==== RECORDS PROVIDED ====

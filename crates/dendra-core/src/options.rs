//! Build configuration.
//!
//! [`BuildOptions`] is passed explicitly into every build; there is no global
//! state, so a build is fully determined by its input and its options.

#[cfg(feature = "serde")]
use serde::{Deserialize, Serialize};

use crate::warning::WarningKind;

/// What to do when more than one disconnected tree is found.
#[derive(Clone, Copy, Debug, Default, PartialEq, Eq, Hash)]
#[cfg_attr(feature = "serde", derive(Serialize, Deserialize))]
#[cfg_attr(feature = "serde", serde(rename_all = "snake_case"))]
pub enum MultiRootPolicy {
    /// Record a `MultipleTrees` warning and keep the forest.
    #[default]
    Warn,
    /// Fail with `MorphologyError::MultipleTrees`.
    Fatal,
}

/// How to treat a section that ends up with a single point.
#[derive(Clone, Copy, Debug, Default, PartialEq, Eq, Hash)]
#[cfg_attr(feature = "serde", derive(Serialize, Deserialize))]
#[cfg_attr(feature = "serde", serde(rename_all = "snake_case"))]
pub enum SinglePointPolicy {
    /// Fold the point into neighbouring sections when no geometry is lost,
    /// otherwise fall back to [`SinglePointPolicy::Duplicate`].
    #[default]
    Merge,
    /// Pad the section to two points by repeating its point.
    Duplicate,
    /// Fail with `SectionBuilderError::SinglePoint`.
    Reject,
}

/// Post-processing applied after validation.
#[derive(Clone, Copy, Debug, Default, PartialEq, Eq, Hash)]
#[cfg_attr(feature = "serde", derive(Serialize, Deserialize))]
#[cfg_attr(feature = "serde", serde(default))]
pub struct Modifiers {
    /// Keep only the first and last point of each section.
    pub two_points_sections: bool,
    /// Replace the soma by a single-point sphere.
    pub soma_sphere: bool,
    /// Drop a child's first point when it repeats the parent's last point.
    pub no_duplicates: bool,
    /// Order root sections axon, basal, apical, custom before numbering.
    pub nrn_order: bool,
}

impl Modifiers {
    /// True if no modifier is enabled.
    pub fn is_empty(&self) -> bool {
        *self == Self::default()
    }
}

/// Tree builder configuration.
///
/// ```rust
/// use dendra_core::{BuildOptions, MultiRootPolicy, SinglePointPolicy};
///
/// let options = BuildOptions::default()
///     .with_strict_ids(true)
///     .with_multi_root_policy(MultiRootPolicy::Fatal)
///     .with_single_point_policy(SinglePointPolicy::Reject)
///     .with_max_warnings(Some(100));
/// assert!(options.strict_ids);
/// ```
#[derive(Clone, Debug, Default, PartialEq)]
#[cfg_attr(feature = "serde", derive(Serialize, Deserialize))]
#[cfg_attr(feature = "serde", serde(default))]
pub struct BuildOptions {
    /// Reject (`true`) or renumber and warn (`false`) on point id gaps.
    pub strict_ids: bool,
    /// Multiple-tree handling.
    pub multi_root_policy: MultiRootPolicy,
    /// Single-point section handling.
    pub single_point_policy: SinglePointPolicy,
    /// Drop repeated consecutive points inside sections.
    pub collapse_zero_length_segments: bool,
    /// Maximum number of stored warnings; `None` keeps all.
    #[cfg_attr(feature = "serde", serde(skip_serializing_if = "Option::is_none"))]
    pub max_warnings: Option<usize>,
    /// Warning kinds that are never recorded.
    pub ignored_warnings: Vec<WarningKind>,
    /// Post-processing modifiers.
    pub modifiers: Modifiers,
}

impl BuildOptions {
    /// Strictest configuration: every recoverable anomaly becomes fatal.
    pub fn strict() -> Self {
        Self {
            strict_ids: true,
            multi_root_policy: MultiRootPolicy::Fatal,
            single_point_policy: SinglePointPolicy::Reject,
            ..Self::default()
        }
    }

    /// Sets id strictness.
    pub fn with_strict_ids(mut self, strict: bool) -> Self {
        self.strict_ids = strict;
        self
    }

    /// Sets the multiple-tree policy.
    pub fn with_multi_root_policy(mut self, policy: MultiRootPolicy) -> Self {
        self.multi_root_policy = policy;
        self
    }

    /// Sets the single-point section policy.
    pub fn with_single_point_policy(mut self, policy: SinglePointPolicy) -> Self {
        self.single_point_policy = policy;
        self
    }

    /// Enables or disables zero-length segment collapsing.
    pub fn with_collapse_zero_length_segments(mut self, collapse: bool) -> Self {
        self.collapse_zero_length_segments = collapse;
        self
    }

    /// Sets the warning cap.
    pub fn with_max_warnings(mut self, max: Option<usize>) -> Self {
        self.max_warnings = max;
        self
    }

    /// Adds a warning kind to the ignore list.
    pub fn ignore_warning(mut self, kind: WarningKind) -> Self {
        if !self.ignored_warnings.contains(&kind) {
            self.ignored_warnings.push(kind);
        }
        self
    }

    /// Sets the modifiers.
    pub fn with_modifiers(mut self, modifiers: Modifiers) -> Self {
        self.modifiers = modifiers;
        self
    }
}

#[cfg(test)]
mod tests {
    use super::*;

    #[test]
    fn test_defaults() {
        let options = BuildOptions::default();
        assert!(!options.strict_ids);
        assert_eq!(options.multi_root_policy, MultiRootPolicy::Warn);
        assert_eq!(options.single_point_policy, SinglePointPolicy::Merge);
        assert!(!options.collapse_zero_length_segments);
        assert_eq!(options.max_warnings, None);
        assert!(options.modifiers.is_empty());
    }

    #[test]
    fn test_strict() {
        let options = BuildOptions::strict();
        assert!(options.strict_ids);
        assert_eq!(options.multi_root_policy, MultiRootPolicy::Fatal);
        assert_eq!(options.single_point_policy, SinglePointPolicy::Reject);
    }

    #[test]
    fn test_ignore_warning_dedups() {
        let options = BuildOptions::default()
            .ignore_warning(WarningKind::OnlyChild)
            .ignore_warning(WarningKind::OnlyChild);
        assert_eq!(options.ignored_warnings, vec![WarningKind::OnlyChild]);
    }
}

====

-- TASK DIRECTIONS --
Looking at the records above, work out how many lines include the word "MultipleTrees", then give that number by itself.

-- OUTPUT BELOW --
2